I appreciate how you’re willing to play with seeming contradictions on the page—for instance, “You are obviously a little bit in love with me. I don’t recognize it,” and “I know and I don’t know we are on a date.” Could you speak to your thoughts on including details or telling stories in creative nonfiction that might not necessarily paint you, the understood speaker, in the most flattering light? What are the benefits and drawbacks?
When I started writing reviews of my exes, including star ratings, they were going to be funny. I was going to skewer and exorcise calcified pain and embarrassment. Unfortunately, the lessons of J-school are deeply embedded in me: My funny stories tripped and fell into a cistern of stanky facts. I owe my lovers and their stories the truth. And the truth is, I’m always the asshole. Not the only asshole, but at least one of them. Perhaps this is why I always swore I’d never write memoir—which was, of course, a red flag to Bitchmuse.

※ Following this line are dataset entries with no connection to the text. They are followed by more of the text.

//! Pin numbering schemes and the 40-pin header table.
//!
//! The reader program expects WiringPi numbers. Users may configure the pin
//! in any of the four schemes below; the table maps every GPIO-capable
//! header position across all of them.

use serde::{Deserialize, Serialize};
use std::fmt;

/// Pin numbering scheme
#[derive(Debug, Clone, Copy, Serialize, Deserialize, PartialEq, Eq, Hash, Default)]
pub enum PinScheme {
    /// Physical header position
    #[serde(rename = "BOARD")]
    Board,
    /// Broadcom numbering on revision 1 boards (26-pin header)
    #[serde(rename = "BCMv1")]
    BcmV1,
    /// Broadcom numbering on revision 2 and later boards
    #[serde(rename = "BCMv2")]
    #[default]
    BcmV2,
    /// WiringPi numbering, the canonical scheme
    #[serde(rename = "WPI")]
    Wpi,
}

impl PinScheme {
    pub const ALL: [PinScheme; 4] = [
        PinScheme::Board,
        PinScheme::BcmV1,
        PinScheme::BcmV2,
        PinScheme::Wpi,
    ];

    pub fn as_str(&self) -> &'static str {
        match self {
            PinScheme::Board => "BOARD",
            PinScheme::BcmV1 => "BCMv1",
            PinScheme::BcmV2 => "BCMv2",
            PinScheme::Wpi => "WPI",
        }
    }
}

impl fmt::Display for PinScheme {
    fn fmt(&self, f: &mut fmt::Formatter<'_>) -> fmt::Result {
        f.write_str(self.as_str())
    }
}

/// One GPIO-capable header position expressed in every scheme
#[derive(Debug, Clone, Copy, PartialEq, Eq)]
pub struct PinTableEntry {
    pub board: u8,
    /// Absent for positions that only exist on the 40-pin header
    pub bcm_v1: Option<u8>,
    pub bcm_v2: u8,
    pub wpi: u8,
}

impl PinTableEntry {
    const fn new(board: u8, bcm_v1: Option<u8>, bcm_v2: u8, wpi: u8) -> Self {
        Self {
            board,
            bcm_v1,
            bcm_v2,
            wpi,
        }
    }

    /// Pin number of this row in the given scheme
    pub fn get(&self, scheme: PinScheme) -> Option<u8> {
        match scheme {
            PinScheme::Board => Some(self.board),
            PinScheme::BcmV1 => self.bcm_v1,
            PinScheme::BcmV2 => Some(self.bcm_v2),
            PinScheme::Wpi => Some(self.wpi),
        }
    }

    /// Canonical pin number handed to the reader program
    pub fn canonical(&self) -> u8 {
        self.wpi
    }
}

/// Number of rows in [`PIN_TABLE`]
pub const PIN_TABLE_LEN: usize = 26;

/// Static header table, one row per GPIO-capable physical pin
pub const PIN_TABLE: [PinTableEntry; PIN_TABLE_LEN] = [
    PinTableEntry::new(10, Some(15), 15, 16),
    PinTableEntry::new(11, Some(17), 17, 0),
    PinTableEntry::new(12, Some(18), 18, 1),
    PinTableEntry::new(13, Some(21), 27, 2),
    PinTableEntry::new(15, Some(22), 22, 3),
    PinTableEntry::new(16, Some(23), 23, 4),
    PinTableEntry::new(18, Some(24), 24, 5),
    PinTableEntry::new(19, Some(10), 10, 12),
    PinTableEntry::new(21, Some(9), 9, 13),
    PinTableEntry::new(22, Some(25), 25, 6),
    PinTableEntry::new(23, Some(11), 11, 14),
    PinTableEntry::new(24, Some(8), 8, 10),
    PinTableEntry::new(26, Some(7), 7, 11),
    PinTableEntry::new(29, None, 5, 21),
    PinTableEntry::new(3, Some(0), 2, 8),
    PinTableEntry::new(31, None, 6, 22),
    PinTableEntry::new(32, None, 12, 26),
    PinTableEntry::new(33, None, 13, 23),
    PinTableEntry::new(35, None, 19, 24),
    PinTableEntry::new(36, None, 16, 27),
    PinTableEntry::new(37, None, 26, 25),
    PinTableEntry::new(38, None, 20, 28),
    PinTableEntry::new(40, None, 21, 29),
    PinTableEntry::new(5, Some(1), 3, 9),
    PinTableEntry::new(7, Some(4), 4, 7),
    PinTableEntry::new(8, Some(14), 14, 15),
];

What compelled you to tell this story using the form of a performance evaluation? What do you think the form adds to the piece?
This review (one of twenty-one, including a review of me, which is by far the harshest) began as more of an Amazon-style product review. What transpired was more storytelling than quality assessment. It reminded me of the hated annual performance evaluations I had to do in corporate jobs, which always turned into me overachieving in essay form. That form seemed to fit the style of honesty these pieces demanded. For me, story arises from form and form arises from story (gassho to Heart Sutra), and this story really couldn’t exist in another form. Trust me, I’ve tried and failed to write about Pearl for decades.

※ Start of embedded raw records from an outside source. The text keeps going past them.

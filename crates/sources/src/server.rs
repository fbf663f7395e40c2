//! Acquisition server
//!
//! Receives requests from any number of widget instances on one queue and
//! broadcasts every reply. Each acquisition runs on a blocking worker so a
//! slow or hung sensor never stalls the instances' event loops. The server
//! never retries; that is the client's job.

use anyhow::{anyhow, Result};
use dht_sens_core::{
    AcquisitionError, ClientMessage, Envelope, InstanceId, LogMessage, MessageType, PollRequest,
    PollResult, ReadCommand, ServerMessage, SharedSensorReader,
};
use log::{debug, info, trace, warn};
use tokio::sync::{broadcast, mpsc};
use tokio::task::JoinHandle;

/// Capacity of the instance → server request queue
pub const REQUEST_QUEUE_CAPACITY: usize = 64;

/// Capacity of the server → instances broadcast channel
pub const RESPONSE_CHANNEL_CAPACITY: usize = 256;

/// Handle used by instances to reach a running server
#[derive(Clone)]
pub struct ServerHandle {
    requests: mpsc::Sender<Envelope<ClientMessage>>,
    responses: broadcast::Sender<Envelope<ServerMessage>>,
}

impl ServerHandle {
    /// Create a handle together with the receiving end of its request queue
    pub fn channel() -> (Self, mpsc::Receiver<Envelope<ClientMessage>>) {
        let (requests, inbound) = mpsc::channel(REQUEST_QUEUE_CAPACITY);
        let (responses, _) = broadcast::channel(RESPONSE_CHANNEL_CAPACITY);
        (Self { requests, responses }, inbound)
    }

    /// Queue a message for the server
    pub async fn send(&self, message: ClientMessage) -> Result<()> {
        self.requests
            .send(Envelope::new(message))
            .await
            .map_err(|_| anyhow!("acquisition server is not running"))
    }

    /// Sender side of the request queue
    pub fn requests(&self) -> mpsc::Sender<Envelope<ClientMessage>> {
        self.requests.clone()
    }

    /// Subscribe to every message the server sends
    pub fn subscribe(&self) -> broadcast::Receiver<Envelope<ServerMessage>> {
        self.responses.subscribe()
    }

    /// Broadcast a message to every subscribed instance.
    ///
    /// Returns `false` when nobody is listening.
    pub fn publish(&self, message: ServerMessage) -> bool {
        self.responses.send(Envelope::new(message)).is_ok()
    }
}

/// Executes poll requests with a sensor reader
#[derive(Clone)]
pub struct AcquisitionServer {
    reader: SharedSensorReader,
    responses: broadcast::Sender<Envelope<ServerMessage>>,
}

impl AcquisitionServer {
    /// Start a server task and return the handle instances talk to
    pub fn spawn(reader: SharedSensorReader) -> (ServerHandle, JoinHandle<()>) {
        let (handle, inbound) = ServerHandle::channel();

        let server = Self {
            reader,
            responses: handle.responses.clone(),
        };
        let metadata = server.reader.metadata();
        info!(
            "Starting acquisition server with reader '{}' ({})",
            metadata.name, metadata.id
        );
        let task = tokio::spawn(server.run(inbound));

        (handle, task)
    }

    /// Run one acquisition and correlate the outcome with its request
    pub async fn execute(&self, request: PollRequest) -> PollResult {
        let reader = self.reader.clone();
        let command = ReadCommand::from(&request);
        debug!(
            "Reading pin {} for {} (attempt {})",
            command.canonical_pin, request.instance_id, request.attempt
        );

        let outcome = match tokio::task::spawn_blocking(move || reader.read(&command)).await {
            Ok(outcome) => outcome,
            Err(e) => Err(AcquisitionError::Worker {
                message: e.to_string(),
            }),
        };

        PollResult::new(request, outcome)
    }

    async fn run(self, mut inbound: mpsc::Receiver<Envelope<ClientMessage>>) {
        while let Some(envelope) = inbound.recv().await {
            if !envelope.is_supported() {
                warn!(
                    "Dropping message with unsupported protocol version {}",
                    envelope.version
                );
                continue;
            }

            match envelope.message {
                ClientMessage::Init { instance_id } => self.greet(instance_id),
                ClientMessage::GetData(request) => {
                    let server = self.clone();
                    tokio::spawn(async move {
                        let result = server.execute(request).await;
                        server.publish(ServerMessage::reply(result));
                    });
                }
            }
        }

        info!("Request queue closed, acquisition server stopping");
    }

    fn greet(&self, instance_id: InstanceId) {
        self.log(
            Some(instance_id.clone()),
            format!("INIT received from: {}.", instance_id),
        );
        self.log(
            Some(instance_id),
            format!("Acquisition server ready ({}).", self.reader.metadata().description),
        );
    }

    fn log(&self, instance_id: Option<InstanceId>, message: String) {
        self.publish(ServerMessage::Log(LogMessage {
            instance_id,
            message,
            message_type: MessageType::Dev,
        }));
    }

    fn publish(&self, message: ServerMessage) {
        if self.responses.send(Envelope::new(message)).is_err() {
            trace!("No instance listening for server messages");
        }
    }
}
use anyhow::Result;
use std::path::Path;
use tweet2label::{SPLIT_SEED, TEST_RATIO, TweetClassifier, derive_samples, load_records, train_test_split};

const DATASET_PATH: &str = "final_dataset_basicmlmodel.csv";

fn main() -> Result<()> {
    let records = load_records(Path::new(DATASET_PATH))?;
    println!("📄 Loaded {} labeled tweets from {DATASET_PATH}", records.len());

    println!("\nDataset head:");
    for record in records.iter().take(5) {
        println!("  label={} | {}", record.label, record.tweet);
    }

    println!("\nSample tweets:");
    for (i, record) in records.iter().skip(10).take(10).enumerate() {
        println!("{:>3}. {}", i + 1, record.tweet);
    }

    let (samples, freq) = derive_samples(&records);

    println!("\nTop 10 words by frequency:");
    for (word, count) in freq.iter().take(10) {
        println!("{word:>20} | {count}");
    }

    println!("\nAugmented dataset head:");
    println!(
        "{:>5} {:>7} {:>8} {:>5} {:>11} {:>5} | clean text",
        "words", "any_neg", "any_rare", "chars", "is_question", "label"
    );
    for sample in samples.iter().take(5) {
        let f = sample.features;
        println!(
            "{:>5} {:>7} {:>8} {:>5} {:>11} {:>5} | {}",
            f.word_count,
            f.any_neg,
            f.any_rare,
            f.char_count,
            f.is_question,
            sample.label,
            sample.clean_text
        );
    }

    let split = train_test_split(&samples, TEST_RATIO, SPLIT_SEED);
    println!(
        "\n🧠 Training on {} tweets, evaluating on {}...",
        split.train.len(),
        split.test.len()
    );

    let model = TweetClassifier::fit(&split.train)?;
    let accuracy = model.evaluate_on(&split.test)?;
    println!("✅ Accuracy: {:.2}%", accuracy * 100.0);

    Ok(())
}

I think it’s fair to say Pearl’s annual suicide trip to San Francisco is a focal point, as it’s mentioned twice in a seven-hundred-word piece. What of Pearl’s character is this detail meant to reveal for your reader, and why did you choose to end with a reiteration of it?
That annual trip is the scab under which festers the larger, sad story of Pearl, a story of diaspora. Pearl’s Korean mother shipped Pearl to her father in the States when she was six. Pearl did not remember her own Korean name, nor her bio mother. The woman she called “Mom” was the lady her dad happened to be dating when Pearl arrived in the States. Pearl was quite beautiful. Everyone wanted her, nobody truly knew her. She had no home. She had no “real” name. If any of that peeks through, maybe it begins to do her justice.
What compels you about experimental form, and who are your influences in this regard?
Without constraint, lacking a form to rage against, story doesn’t happen for me. And without experiment, I might as well stick to software documentation—it’s certainly more profitable. My influences in form are my influences, period. Marguerite Duras. Ovid. Samuel Delaney, specifically Dahlgren. Infinite Jest. Italo Calvino. Oulipo! And always and especially, the elegant forms of zazen practice.
As a reader and writer, what would you like to see more or less of in literary magazine publishing?
I am old and white and pass for cis female (whether I want to or not). I want to see fewer people like me in charge of things. I want more voices who aren’t like me, who couldn’t pass if they tried. I want to read more shit I don’t understand. I want to have to stop and look things up. I want words and sound and movement and images and flavors combined in ways that make me uncomfortable. I want you to push me. Challenge me. No, for real. Don’t just say you want to in your call for submissions. Really do fucking push me.